A new treatment for skin cancer made from the sap of a common garden weed has proven effective on 71 percent of basal cell carcinomas (BCCs). In phase II test results released this week in Australia, the PEP005 Topical gel cleared up the most common type of skin cancer in just two applications on two consecutive days.
Petty spurge (Euphorbia peplus) has been used for years in Australia to treat cancerous spots on the skin. A toxic, milky sap within the plant normally causes blisters and rash, but when applied directly to a cancerous growth causes swelling and an enlarged sore which eventually develops a scab that dries and falls off. . .
The Brisbane-based company called Peplin (named for the plant?) claims to have identified the molecule responsible for that activity and formulated a gel and developed a manufacturing technology. Peplin believes the molecule penetrates the skin and destroys the malignant tissue.

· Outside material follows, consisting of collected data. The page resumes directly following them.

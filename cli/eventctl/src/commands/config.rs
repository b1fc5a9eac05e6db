//! Configuration commands.

use anyhow::{bail, Result};
use clap::{Args, Subcommand};
use serde::Serialize;

use crate::output::{print_single, print_success, OutputFormat};

use super::CommandContext;

/// Show or change CLI configuration.
#[derive(Debug, Args)]
pub struct ConfigCommand {
    #[command(subcommand)]
    command: ConfigSubcommand,
}

#[derive(Debug, Subcommand)]
enum ConfigSubcommand {
    /// Show the effective configuration.
    Show,

    /// Change the backend base address.
    SetApiUrl {
        /// Absolute base address, e.g. https://api.example.com/
        url: String,
    },
}

#[derive(Debug, Serialize)]
struct ConfigView {
    api_url: String,
    session_dir: Option<String>,
    request_timeout_secs: u64,
    log_level: String,
    authenticated: bool,
}

impl ConfigCommand {
    pub async fn run(self, ctx: CommandContext) -> Result<()> {
        match self.command {
            ConfigSubcommand::Show => show(ctx),
            ConfigSubcommand::SetApiUrl { url } => set_api_url(ctx, url),
        }
    }
}

fn show(ctx: CommandContext) -> Result<()> {
    let view = ConfigView {
        api_url: ctx.client.base_url().get(),
        session_dir: ctx
            .config
            .session_dir
            .as_ref()
            .map(|dir| dir.display().to_string()),
        request_timeout_secs: ctx.config.request_timeout_secs,
        log_level: ctx.config.log_level.clone(),
        authenticated: ctx.session.is_authenticated(),
    };

    match ctx.format {
        OutputFormat::Json => print_single(&view),
        OutputFormat::Table => {
            println!("api_url: {}", view.api_url);
            println!(
                "session_dir: {}",
                view.session_dir.as_deref().unwrap_or("(diretório de configuração)")
            );
            println!("request_timeout_secs: {}", view.request_timeout_secs);
            println!("log_level: {}", view.log_level);
            println!("authenticated: {}", if view.authenticated { "sim" } else { "não" });
        }
    }

    Ok(())
}

fn set_api_url(mut ctx: CommandContext, url: String) -> Result<()> {
    if !crate::interceptor::is_absolute(&url) {
        bail!("O endereço da API deve começar com http:// ou https://");
    }

    ctx.client.base_url().set(&url);
    ctx.config.api_url = url;
    ctx.config.save()?;

    match ctx.format {
        OutputFormat::Json => print_single(&serde_json::json!({ "api_url": ctx.config.api_url })),
        OutputFormat::Table => print_success(&format!("Endereço da API alterado para {}", ctx.config.api_url)),
    }

    Ok(())
}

The company’s managing director and chief executive, Michael Aldridge said, “This is the first time two days of therapy have shown to be effective in clearing skin cancers.” Peplin hopes to start phase III trials later this year.
BCC’s develop typically on older caucasians with a history of sun exposure. The trials involved 60 people throughout Australia, a country where a quarter million people were treated for such skin cancers in 2002.
Petty spurge is an erect garden weed, a prolific seeder originally native to Europe. It is also naturalized throughout North America.